Start of Block

use std::{
    collections::HashSet,
    fmt,
    io::Read,
    path::{Path, PathBuf},
    sync::Arc,
};

use {
    rust_decimal::Decimal,
    tracing::{debug, info, trace, warn},
};

use crate::{
    collection::PropertyCollection,
    error::{ConfigError, Result},
    keys::{ADDITIONAL_PROPERTY_FILE_PREFIX, CLASSPATH_SCHEME, FILE_SCHEME},
    properties::parse_properties_bytes,
    replacer::ResolveContext,
    resources::{ResourceLocator, ResourceRoots},
    sources::{ProcessEnvironment, SystemProperties, VariableSource},
    subst::substitute,
};

/// Logger name used when none is supplied.
pub const DEFAULT_LOGGER_NAME: &str = "webcall_config::loader";

/// Accumulates properties from maps, streams, files and resources.
///
/// Keys named `AdditionalPropertyFile.<n>` pull in further sources instead of
/// being stored. Values are stored raw; placeholders are resolved each time a
/// value is read, so a value may reference keys loaded after it.
///
/// ```
/// use webcall_config::PropertyLoader;
///
/// let mut props = PropertyLoader::new();
/// props
///     .load_pairs([("Greeting", "Hello ${Name}"), ("Name", "World")])
///     .unwrap();
/// assert_eq!(props.value("Greeting").as_deref(), Some("Hello World"));
/// ```
pub struct PropertyLoader {
    logger: String,
    properties: PropertyCollection,
    loaded_sources: HashSet<String>,
    load_kind: LoadKind,
    environment: Arc<dyn VariableSource>,
    system_properties: Arc<dyn VariableSource>,
    resources: Arc<dyn ResourceLocator>,
}

#[derive(Debug, Clone, Copy, PartialEq, Eq)]
enum LoadKind {
    Initial,
    Additional,
}

impl fmt::Display for LoadKind {
    fn fmt(&self, f: &mut fmt::Formatter<'_>) -> fmt::Result {
        f.write_str(match self {
            Self::Initial => "initial",
            Self::Additional => "additional",
        })
    }
}

impl fmt::Debug for PropertyLoader {
    fn fmt(&self, f: &mut fmt::Formatter<'_>) -> fmt::Result {
        f.debug_struct("PropertyLoader")
            .field("logger", &self.logger)
            .field("properties", &self.properties.len())
            .field("loaded_sources", &self.loaded_sources)
            .finish()
    }
}

impl Default for PropertyLoader {
    fn default() -> Self {
        Self::new()
    }
}

impl PropertyLoader {
    /// Loader reading the real environment and the process-wide property
    /// store, with resource roots from `WEBCALL_RESOURCE_PATH`.
    pub fn new() -> Self {
        Self {
            logger: DEFAULT_LOGGER_NAME.to_string(),
            properties: PropertyCollection::new(),
            loaded_sources: HashSet::new(),
            load_kind: LoadKind::Initial,
            environment: Arc::new(ProcessEnvironment),
            system_properties: Arc::new(SystemProperties),
            resources: Arc::new(ResourceRoots::from_env()),
        }
    }

    /// Tag every log event with `name`. A blank name keeps the default.
    pub fn with_logger_name(mut self, name: impl Into<String>) -> Self {
        let name = name.into();
        if !name.trim().is_empty() {
            self.logger = name.trim().to_string();
        }
        self
    }

    pub fn with_environment(mut self, source: impl VariableSource + 'static) -> Self {
        self.environment = Arc::new(source);
        self
    }

    pub fn with_system_properties(mut self, source: impl VariableSource + 'static) -> Self {
        self.system_properties = Arc::new(source);
        self
    }

    pub fn with_resources(mut self, locator: impl ResourceLocator + 'static) -> Self {
        self.resources = Arc::new(locator);
        self
    }

    pub fn logger_name(&self) -> &str {
        &self.logger
    }

    // ── Loading ─────────────────────────────────────────────────────────────

    /// Load an in-memory batch. Not tracked for duplicate loads.
    pub fn load_pairs<K, V>(&mut self, pairs: impl IntoIterator<Item = (K, V)>) -> Result<()>
    where
        K: Into<String>,
        V: Into<String>,
    {
        let batch: Vec<(String, String)> = pairs
            .into_iter()
            .map(|(k, v)| (k.into(), v.into()))
            .collect();
        info!(logger = %self.logger, count = batch.len(), "loading {} precanned properties", self.load_kind);
        self.ingest(batch)
    }

    /// Load property text from a byte stream. Not tracked for duplicate loads.
    pub fn load_reader(&mut self, mut reader: impl Read) -> Result<()> {
        let mut bytes = Vec::new();
        reader
            .read_to_end(&mut bytes)
            .map_err(ConfigError::Stream)?;
        let batch = parse_properties_bytes(&bytes)?;
        info!(logger = %self.logger, bytes = bytes.len(), "loading {} properties from input stream", self.load_kind);
        self.ingest(batch)
    }

    /// Load a property file, once per absolute path.
    pub fn load_file(&mut self, path: impl AsRef<Path>) -> Result<()> {
        let path = path.as_ref();
        let absolute = std::path::absolute(path).unwrap_or_else(|_| path.to_path_buf());
        let id = file_source_id(&absolute);
        if self.loaded_sources.contains(&id) {
            info!(logger = %self.logger, file = %absolute.display(), "skipping the reload of file");
            return Ok(());
        }

        info!(logger = %self.logger, file = %absolute.display(), "loading {} properties from file", self.load_kind);
        let bytes = std::fs::read(&absolute).map_err(|source| ConfigError::Read {
            path: absolute.clone(),
            source,
        })?;
        let batch = parse_properties_bytes(&bytes)?;

        // Recorded before ingesting so files that include each other terminate.
        self.loaded_sources.insert(id);
        self.ingest(batch)
    }

    /// Load a resource through the configured [`ResourceLocator`], once per path.
    pub fn load_resource(&mut self, path: &str) -> Result<()> {
        let id = resource_source_id(path);
        if self.loaded_sources.contains(&id) {
            info!(logger = %self.logger, resource = path, "skipping the reload of classpath resource");
            return Ok(());
        }

        info!(logger = %self.logger, resource = path, "loading {} properties from classpath resource", self.load_kind);
        let bytes = self.resources.read(path)?;
        let batch = parse_properties_bytes(&bytes)?;

        self.loaded_sources.insert(id);
        self.ingest(batch)
    }

    fn ingest(&mut self, batch: Vec<(String, String)>) -> Result<()> {
        self.load_kind = LoadKind::Additional;
        for (key, value) in batch {
            if is_directive(&key) {
                self.load_directive(&key, &value)?;
            } else {
                trace!(logger = %self.logger, key = %key, value = %value, "adding property");
                self.properties.insert(key, value);
            }
        }
        Ok(())
    }

    fn load_directive(&mut self, key: &str, value: &str) -> Result<()> {
        let directive = value.trim();

        let result = if let Some(resource) = strip_scheme(directive, CLASSPATH_SCHEME) {
            self.load_resource(resource.trim())
        } else if let Some(file) = strip_scheme(directive, FILE_SCHEME) {
            self.load_file(PathBuf::from(file.trim()))
        } else {
            debug!(logger = %self.logger, key, value = directive, "ignoring directive without a known scheme");
            Ok(())
        };

        result.map_err(|source| ConfigError::Include {
            directive: directive.to_string(),
            source: Box::new(source),
        })
    }

    // ── Reading ─────────────────────────────────────────────────────────────

    fn resolve_context(&self) -> ResolveContext<'_> {
        ResolveContext {
            environment: self.environment.as_ref(),
            system_properties: self.system_properties.as_ref(),
            properties: &self.properties,
        }
    }

    /// Resolved value of `key`, or `None` if it was never loaded.
    pub fn value(&self, key: &str) -> Option<String> {
        self.properties
            .get(key)
            .map(|raw| substitute(raw, &self.resolve_context()))
    }

    /// Resolved value of `key`, or the resolved `default` when missing.
    pub fn value_or(&self, key: &str, default: &str) -> String {
        let raw = self.properties.get(key).unwrap_or(default);
        substitute(raw, &self.resolve_context())
    }

    /// Numeric value of `key`, or `0` when missing or not a number.
    pub fn numeric_value(&self, key: &str) -> Decimal {
        self.numeric_value_or(key, Decimal::ZERO)
    }

    /// Exact numeric value of `key`, ignoring `,` and space separators.
    ///
    /// Blank or missing values yield `default` silently; anything that does
    /// not parse as a decimal number yields `default` with a warning.
    pub fn numeric_value_or(&self, key: &str, default: Decimal) -> Decimal {
        let Some(val) = self.value(key) else {
            return default;
        };
        if val.trim().is_empty() {
            return default;
        }
        match parse_number(&val) {
            Some(n) => n,
            None => {
                warn!(logger = %self.logger, key, value = %val, "property value could not be made into a number");
                default
            },
        }
    }

    /// All stored keys, in insertion order. Directive keys are never stored.
    pub fn keys(&self) -> Vec<String> {
        self.properties.keys().map(str::to_string).collect()
    }

    pub fn contains_key(&self, key: &str) -> bool {
        self.properties.contains_key(key)
    }

    pub fn len(&self) -> usize {
        self.properties.len()
    }

    pub fn is_empty(&self) -> bool {
        self.properties.is_empty()
    }

    /// Canonical identifiers of every file and resource loaded so far.
    pub fn loaded_sources(&self) -> impl Iterator<Item = &str> {
        self.loaded_sources.iter().map(String::as_str)
    }

    /// Raw, unsubstituted properties.
    pub fn raw(&self) -> &PropertyCollection {
        &self.properties
    }
}

fn is_directive(key: &str) -> bool {
    let key = key.trim().to_lowercase();
    key.strip_prefix(&ADDITIONAL_PROPERTY_FILE_PREFIX.to_lowercase())
        .is_some_and(|suffix| !suffix.is_empty())
}

fn strip_scheme<'a>(directive: &'a str, scheme: &str) -> Option<&'a str> {
    directive
        .get(..scheme.len())
        .filter(|head| head.eq_ignore_ascii_case(scheme))
        .map(|_| &directive[scheme.len()..])
}

fn file_source_id(absolute: &Path) -> String {
    format!("FILE:{}", absolute.display()).to_uppercase()
}

fn resource_source_id(path: &str) -> String {
    format!("CP:{path}").to_uppercase()
}

/// Parse a number the way property values are read.
///
/// `,` and space separators are dropped. Plain and exponent forms are both
/// accepted; the result is exact within `Decimal`'s 28 digits.
pub fn parse_number(text: &str) -> Option<Decimal> {
    let cleaned: String = text.chars().filter(|c| !matches!(c, ',' | ' ')).collect();
    if cleaned.is_empty() {
        return None;
    }
    cleaned
        .parse::<Decimal>()
        .or_else(|_| Decimal::from_scientific(&cleaned))
        .ok()
}
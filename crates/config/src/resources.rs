//! Lookup of `classpath:` resources.
//!
//! A resource path is a relative, `/`-separated name. [`ResourceRoots`]
//! searches a list of directories in order; an [`include_dir::Dir`] serves
//! resources compiled into the binary.

use std::{
    env,
    io,
    path::{Path, PathBuf},
};

use tracing::trace;

use crate::error::{ConfigError, Result};

/// Environment variable listing resource root directories.
pub const RESOURCE_PATH_ENV: &str = "WEBCALL_RESOURCE_PATH";

/// Reads named resources.
pub trait ResourceLocator: Send + Sync {
    /// Read the full contents of a resource.
    ///
    /// Returns [`ConfigError::ResourceNotFound`] when no such resource exists.
    fn read(&self, path: &str) -> Result<Vec<u8>>;
}

/// Ordered list of directories searched for resources.
#[derive(Debug, Clone, Default)]
pub struct ResourceRoots {
    roots: Vec<PathBuf>,
}

impl ResourceRoots {
    pub fn new(roots: impl IntoIterator<Item = impl Into<PathBuf>>) -> Self {
        Self {
            roots: roots.into_iter().map(Into::into).collect(),
        }
    }

    /// Roots from `WEBCALL_RESOURCE_PATH`, or the current directory.
    pub fn from_env() -> Self {
        match env::var_os(RESOURCE_PATH_ENV) {
            Some(paths) if !paths.is_empty() => Self::new(env::split_paths(&paths)),
            _ => Self::new([PathBuf::from(".")]),
        }
    }

    /// Append a root searched after the existing ones.
    pub fn push(&mut self, root: impl Into<PathBuf>) {
        self.roots.push(root.into());
    }

    pub fn roots(&self) -> &[PathBuf] {
        &self.roots
    }

    fn candidate(root: &Path, path: &str) -> PathBuf {
        root.join(path.trim_start_matches('/'))
    }
}

impl ResourceLocator for ResourceRoots {
    fn read(&self, path: &str) -> Result<Vec<u8>> {
        for root in &self.roots {
            let candidate = Self::candidate(root, path);
            match std::fs::read(&candidate) {
                Ok(bytes) => {
                    trace!(resource = path, file = %candidate.display(), "resolved resource");
                    return Ok(bytes);
                },
                Err(e) if matches!(e.kind(), io::ErrorKind::NotFound | io::ErrorKind::IsADirectory) => {
                    continue;
                },
                Err(source) => {
                    return Err(ConfigError::ResourceRead {
                        path: path.to_string(),
                        source,
                    });
                },
            }
        }
        Err(ConfigError::ResourceNotFound {
            path: path.to_string(),
        })
    }
}

impl ResourceLocator for include_dir::Dir<'static> {
    fn read(&self, path: &str) -> Result<Vec<u8>> {
        self.get_file(path.trim_start_matches('/'))
            .map(|f| f.contents().to_vec())
            .ok_or_else(|| ConfigError::ResourceNotFound {
                path: path.to_string(),
            })
    }
}

#[cfg(test)]
mod tests {
    use {super::*, include_dir::include_dir};

    static FIXTURES: include_dir::Dir<'static> =
        include_dir!("$CARGO_MANIFEST_DIR/tests/fixtures");

    #[test]
    fn searches_roots_in_order() {
        let first = tempfile::tempdir().unwrap();
        let second = tempfile::tempdir().unwrap();
        std::fs::write(second.path().join("app.properties"), "from=second").unwrap();
        std::fs::create_dir(first.path().join("conf")).unwrap();
        std::fs::write(first.path().join("conf/app.properties"), "from=first").unwrap();

        let roots = ResourceRoots::new([first.path(), second.path()]);
        assert_eq!(roots.read("app.properties").unwrap(), b"from=second");
        assert_eq!(roots.read("/conf/app.properties").unwrap(), b"from=first");
    }

    #[test]
    fn missing_resource() {
        let dir = tempfile::tempdir().unwrap();
        let roots = ResourceRoots::new([dir.path()]);
        let err = roots.read("nope.properties").unwrap_err();
        assert!(matches!(err, ConfigError::ResourceNotFound { .. }));
        assert!(err.is_not_found());
    }

    #[test]
    fn directory_is_not_a_resource() {
        let dir = tempfile::tempdir().unwrap();
        std::fs::create_dir(dir.path().join("sub")).unwrap();
        let roots = ResourceRoots::new([dir.path()]);
        assert!(roots.read("sub").is_err());
    }

    #[test]
    fn embedded_resources() {
        let bytes = FIXTURES.read("embedded/base.properties").unwrap();
        assert!(String::from_utf8(bytes).unwrap().contains("Embedded=yes"));
        assert!(FIXTURES.read("embedded/missing.properties").is_err());
    }
}
//! Named TLS and JSON providers a request can refer to from properties.

use std::{collections::HashMap, fmt, path::PathBuf, sync::Arc};

use serde_json::Value;

use crate::error::{Result, WebError};

/// Converts JSON values to and from text.
pub trait JsonCodec: Send + Sync + fmt::Debug {
    fn encode(&self, value: &Value) -> Result<String>;
    fn decode(&self, text: &str) -> Result<Value>;
}

/// Customizes the HTTP client used for `https:` URLs.
pub trait TlsProvider: Send + Sync + fmt::Debug {
    fn configure(&self, builder: reqwest::ClientBuilder) -> Result<reqwest::ClientBuilder>;
}

/// Single-line JSON. The default codec.
#[derive(Debug, Clone, Copy, Default)]
pub struct CompactJson;

impl JsonCodec for CompactJson {
    fn encode(&self, value: &Value) -> Result<String> {
        Ok(serde_json::to_string(value)?)
    }

    fn decode(&self, text: &str) -> Result<Value> {
        Ok(serde_json::from_str(text)?)
    }
}

/// Indented JSON.
#[derive(Debug, Clone, Copy, Default)]
pub struct PrettyJson;

impl JsonCodec for PrettyJson {
    fn encode(&self, value: &Value) -> Result<String> {
        Ok(serde_json::to_string_pretty(value)?)
    }

    fn decode(&self, text: &str) -> Result<Value> {
        Ok(serde_json::from_str(text)?)
    }
}

/// Trusts an extra root certificate read from a PEM file.
#[derive(Debug, Clone)]
pub struct PemRootCertificate {
    path: PathBuf,
}

impl PemRootCertificate {
    pub fn new(path: impl Into<PathBuf>) -> Self {
        Self { path: path.into() }
    }
}

impl TlsProvider for PemRootCertificate {
    fn configure(&self, builder: reqwest::ClientBuilder) -> Result<reqwest::ClientBuilder> {
        let failed = |message: String| WebError::Provider {
            name: self.path.display().to_string(),
            message,
        };
        let pem = std::fs::read(&self.path).map_err(|e| failed(format!("failed to read certificate: {e}")))?;
        let cert = reqwest::Certificate::from_pem(&pem).map_err(|e| failed(e.to_string()))?;
        Ok(builder.add_root_certificate(cert))
    }
}

/// Name to provider lookup used when building requests from properties.
#[derive(Debug, Clone, Default)]
pub struct ProviderRegistry {
    tls: HashMap<String, Arc<dyn TlsProvider>>,
    json: HashMap<String, Arc<dyn JsonCodec>>,
}

impl ProviderRegistry {
    pub const COMPACT_JSON: &'static str = "compact";
    pub const PRETTY_JSON: &'static str = "pretty";

    pub fn new() -> Self {
        Self::default()
    }

    /// A registry holding the built-in `compact` and `pretty` JSON codecs.
    pub fn with_defaults() -> Self {
        Self::new()
            .with_json(Self::COMPACT_JSON, CompactJson)
            .with_json(Self::PRETTY_JSON, PrettyJson)
    }

    pub fn with_tls(mut self, name: impl Into<String>, provider: impl TlsProvider + 'static) -> Self {
        self.register_tls(name, Arc::new(provider));
        self
    }

    pub fn with_json(mut self, name: impl Into<String>, codec: impl JsonCodec + 'static) -> Self {
        self.register_json(name, Arc::new(codec));
        self
    }

    pub fn register_tls(&mut self, name: impl Into<String>, provider: Arc<dyn TlsProvider>) {
        self.tls.insert(name.into(), provider);
    }

    pub fn register_json(&mut self, name: impl Into<String>, codec: Arc<dyn JsonCodec>) {
        self.json.insert(name.into(), codec);
    }

    pub fn tls(&self, name: &str) -> Option<Arc<dyn TlsProvider>> {
        self.tls.get(name).cloned()
    }

    pub fn json(&self, name: &str) -> Option<Arc<dyn JsonCodec>> {
        self.json.get(name).cloned()
    }
}

#[cfg(test)]
mod tests {
    use {super::*, serde_json::json};

    #[test]
    fn codecs_differ_in_layout_only() {
        let value = json!({"a": [1, 2]});
        let compact = CompactJson.encode(&value).unwrap();
        let pretty = PrettyJson.encode(&value).unwrap();
        assert_eq!(compact, r#"{"a":[1,2]}"#);
        assert!(pretty.contains('\n'));
        assert_eq!(CompactJson.decode(&pretty).unwrap(), value);
    }

    #[test]
    fn defaults_registered() {
        let registry = ProviderRegistry::with_defaults();
        assert!(registry.json("compact").is_some());
        assert!(registry.json("pretty").is_some());
        assert!(registry.json("yaml").is_none());
        assert!(registry.tls("anything").is_none());
    }

    #[test]
    fn pem_provider_reports_missing_file() {
        let provider = PemRootCertificate::new("/definitely/not/here.pem");
        let err = provider.configure(reqwest::Client::builder()).unwrap_err();
        assert!(matches!(err, WebError::Provider { .. }));
    }

    #[test]
    fn pem_provider_rejects_garbage() {
        let dir = tempfile::tempdir().unwrap();
        let path = dir.path().join("bad.pem");
        std::fs::write(&path, "not a certificate").unwrap();
        let provider = PemRootCertificate::new(&path);
        assert!(provider.configure(reqwest::Client::builder()).is_err());
    }
}
//! Property loading with cascading includes and `${...}` placeholders.
//!
//! Placeholder forms, tried in this order:
//!
//! | Form | Looks up |
//! |---|---|
//! | `${env.ci.NAME}` | environment variable, ignoring case |
//! | `${env.NAME}` | environment variable |
//! | `${jvm.ci.NAME}` | process-wide property, ignoring case |
//! | `${jvm.NAME}` | process-wide property |
//! | `${ci.NAME}` | loaded property, ignoring case |
//! | `${NAME}` | loaded property |
//!
//! Anything unresolved becomes an empty string.

pub mod collection;
pub mod error;
pub mod keys;
pub mod loader;
pub mod properties;
pub mod replacer;
pub mod resources;
pub mod sources;
pub mod subst;

pub use {
    collection::PropertyCollection,
    error::{ConfigError, Result},
    loader::{PropertyLoader, parse_number},
    properties::{parse_properties, parse_properties_bytes},
    resources::{ResourceLocator, ResourceRoots},
    sources::{ProcessEnvironment, StaticVariables, SystemProperties, VariableSource},
};

pub use rust_decimal::Decimal;
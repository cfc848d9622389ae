use std::collections::HashMap;

/// Ordered key/value store backing a [`PropertyLoader`](crate::PropertyLoader).
///
/// Lookups are exact and case-sensitive. Iteration follows first insertion;
/// overwriting a key keeps its original position.
#[derive(Debug, Clone, Default)]
pub struct PropertyCollection {
    order: Vec<String>,
    values: HashMap<String, String>,
}

impl PropertyCollection {
    pub fn new() -> Self {
        Self::default()
    }

    /// Insert or overwrite a value, returning the previous one.
    pub fn insert(&mut self, key: impl Into<String>, value: impl Into<String>) -> Option<String> {
        let key = key.into();
        let previous = self.values.insert(key.clone(), value.into());
        if previous.is_none() {
            self.order.push(key);
        }
        previous
    }

    pub fn remove(&mut self, key: &str) -> Option<String> {
        let previous = self.values.remove(key)?;
        self.order.retain(|k| k != key);
        Some(previous)
    }

    pub fn get(&self, key: &str) -> Option<&str> {
        self.values.get(key).map(String::as_str)
    }

    /// First value, in iteration order, whose key equals `key` ignoring case.
    pub fn get_ignore_case(&self, key: &str) -> Option<&str> {
        self.iter()
            .find(|(k, _)| eq_ignore_case(k, key))
            .map(|(_, v)| v)
    }

    pub fn contains_key(&self, key: &str) -> bool {
        self.values.contains_key(key)
    }

    pub fn keys(&self) -> impl Iterator<Item = &str> {
        self.order.iter().map(String::as_str)
    }

    pub fn iter(&self) -> impl Iterator<Item = (&str, &str)> {
        self.order
            .iter()
            .filter_map(|k| self.values.get(k).map(|v| (k.as_str(), v.as_str())))
    }

    pub fn len(&self) -> usize {
        self.order.len()
    }

    pub fn is_empty(&self) -> bool {
        self.order.is_empty()
    }
}

impl<K: Into<String>, V: Into<String>> FromIterator<(K, V)> for PropertyCollection {
    fn from_iter<I: IntoIterator<Item = (K, V)>>(iter: I) -> Self {
        let mut collection = Self::new();
        for (k, v) in iter {
            collection.insert(k, v);
        }
        collection
    }
}

/// Case-insensitive comparison covering non-ASCII names.
pub(crate) fn eq_ignore_case(a: &str, b: &str) -> bool {
    a.eq_ignore_ascii_case(b) || a.to_lowercase() == b.to_lowercase()
}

End of Block

◆ Problem description
Would you copy out every line in the records that includes the string "searched"?

◆ Reply
/// Ordered list of directories searched for resources.
    /// Append a root searched after the existing ones.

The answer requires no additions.